Accepter l'handicap de son conjoint
Alice, la cinquantaine, s’est dit qu’elle ne tiendrait pas le coup quand le diagnostic d’un mari schizophrène et dépressif est tombé, après huit ans de mariage. Que faire quand celui-ci refuse son état, quand il soumet son conjoint à un certain esclavage, l’obligeant à une présence quasi permanente, allant jusqu’à faire du chantage au suicide quand il s’absente ? Pour tous ces conjoints qui vivent avec un époux porteur de handicap, le premier mouvement peut ressembler à de la sidération, du désespoir ou l’impuissance.

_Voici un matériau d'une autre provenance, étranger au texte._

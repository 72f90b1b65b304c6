use std::collections::HashMap;

use crate::codec::unescape;
use crate::error::Result;
use crate::model::{Component, Entry};
use crate::tool::{GpgConfTool, ProcessGpgConf};

/// Cached view of every gpgconf component and its options.
///
/// Nothing is read until a lookup needs it: the component list on first use,
/// and a component's options the first time that component is requested.
/// All access is single-threaded; take `&mut self` for every lookup because
/// a lookup may have to run gpgconf.
pub struct CryptoConfig<T: GpgConfTool = ProcessGpgConf> {
    tool: T,
    parsed: bool,
    components: Vec<Component>,
    by_name: HashMap<String, usize>,
}

impl CryptoConfig<ProcessGpgConf> {
    /// Registry over the `gpgconf` found in `PATH`.
    pub fn discover() -> Self {
        Self::new(ProcessGpgConf::discover())
    }
}

impl<T: GpgConfTool> CryptoConfig<T> {
    pub fn new(tool: T) -> Self {
        Self {
            tool,
            parsed: false,
            components: Vec::new(),
            by_name: HashMap::new(),
        }
    }

    pub fn tool(&self) -> &T {
        &self.tool
    }

    /// Component names in the order gpgconf listed them.
    ///
    /// This is the interactive entry point: a failing gpgconf run is
    /// returned as an error. The registry still counts as parsed afterwards,
    /// so later calls return the (empty) cached list until [`clear`].
    ///
    /// [`clear`]: CryptoConfig::clear
    pub fn component_list(&mut self) -> Result<Vec<String>> {
        self.ensure_parsed(true)?;
        Ok(self.components.iter().map(|c| c.name().to_string()).collect())
    }

    /// `(name, description)` of every component. Does not list any options.
    pub fn component_summaries(&mut self) -> Result<Vec<(String, String)>> {
        self.ensure_parsed(true)?;
        Ok(self
            .components
            .iter()
            .map(|c| (c.name().to_string(), c.description().to_string()))
            .collect())
    }

    /// Look up a component, listing its options on first access. Failures
    /// are silent and yield `None`.
    pub fn component(&mut self, name: &str) -> Option<&Component> {
        self.component_mut(name).map(|c| &*c)
    }

    pub fn component_mut(&mut self, name: &str) -> Option<&mut Component> {
        if let Err(e) = self.ensure_parsed(false) {
            tracing::debug!("component lookup without gpgconf: {e}");
        }
        let i = *self.by_name.get(name)?;
        let component = &mut self.components[i];
        component.ensure_loaded(&self.tool);
        Some(component)
    }

    /// First entry with this name in any group of the component.
    pub fn entry(&mut self, component: &str, entry: &str) -> Option<&Entry> {
        self.component(component)?.entry(entry)
    }

    pub fn entry_mut(&mut self, component: &str, entry: &str) -> Option<&mut Entry> {
        self.component_mut(component)?.entry_mut(entry)
    }

    /// Direct lookup through the group.
    #[deprecated(note = "group names are unstable across GnuPG versions; use `entry`")]
    pub fn entry_in_group(&mut self, component: &str, group: &str, entry: &str) -> Option<&Entry> {
        self.component(component)?.group(group)?.entry(entry)
    }

    /// Whether any already loaded entry has an unsynced change.
    pub fn has_dirty_entries(&self) -> bool {
        self.loaded_components().any(Component::has_dirty_entries)
    }

    /// Write every dirty entry back, one gpgconf run per component.
    ///
    /// With `runtime` the running components are told to pick up the
    /// change as well. Every component is attempted; the first failure is
    /// returned and the failed components keep their dirty entries.
    pub fn sync(&mut self, runtime: bool) -> Result<usize> {
        let mut written = 0;
        let mut first_error = None;

        for component in self.components.iter_mut().filter(|c| c.is_loaded()) {
            match component.sync(&self.tool, runtime) {
                Ok(n) => written += n,
                Err(e) => {
                    if first_error.is_none() {
                        first_error = Some(e);
                    }
                }
            }
        }

        match first_error {
            Some(e) => Err(e),
            None => Ok(written),
        }
    }

    /// Drop the whole cache, discarding unsynced changes. The next lookup
    /// runs gpgconf again.
    pub fn clear(&mut self) {
        self.components.clear();
        self.by_name.clear();
        self.parsed = false;
    }

    /// [`clear`](CryptoConfig::clear) and list the components again.
    pub fn reload(&mut self) -> Result<Vec<String>> {
        self.clear();
        self.component_list()
    }

    fn loaded_components(&self) -> impl Iterator<Item = &Component> {
        self.components.iter().filter(|c| c.is_loaded())
    }

    fn ensure_parsed(&mut self, show_errors: bool) -> Result<()> {
        if self.parsed {
            return Ok(());
        }
        self.parsed = true;

        let output = match self.tool.list_components() {
            Ok(output) => output,
            Err(e) => {
                if show_errors {
                    tracing::warn!("{e}");
                }
                return Err(e);
            }
        };

        for raw in output.lines() {
            let line = raw.strip_suffix('\r').unwrap_or(raw);
            // NAME:DESCRIPTION, newer gpgconf versions append more fields
            let mut fields = line.split(':');
            let (Some(name), Some(description)) = (fields.next(), fields.next()) else {
                tracing::warn!("parse error on gpgconf --list-components output: {line}");
                continue;
            };
            if self.by_name.contains_key(name) {
                tracing::warn!("duplicate component '{name}' in gpgconf output");
                continue;
            }
            self.by_name.insert(name.to_string(), self.components.len());
            self.components
                .push(Component::new(name, &unescape(description, true)));
        }
        tracing::debug!("gpgconf listed {} components", self.components.len());
        Ok(())
    }
}

impl<T: GpgConfTool> Drop for CryptoConfig<T> {
    fn drop(&mut self) {
        for entry in self.loaded_components().flat_map(Component::entries) {
            if entry.is_dirty() {
                tracing::warn!(
                    "option '{}' was modified but never synced; call sync() to commit or clear() to discard",
                    entry.path()
                );
            }
        }
    }
}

"Comment accepter mon mari, alors qu’il ne correspond plus à celui que j’ai choisi ? Il a tellement changé, comment encore l’aimer ? Comment m’occuper de lui sans me transformer en infirmière ?" Quand l’accident ou la maladie advient après de nombreuses années et que le couple a été suffisamment construit, la tendresse, la loyauté vis-à-vis du passé est plus évidente. Mais beaucoup avouent que l’acceptation du handicap, au moins au début, provient avant tout d’une décision de la volonté. "Je ne pouvais pas l’abandonner, mais j’avoue que la tentation a existé", admet Alice.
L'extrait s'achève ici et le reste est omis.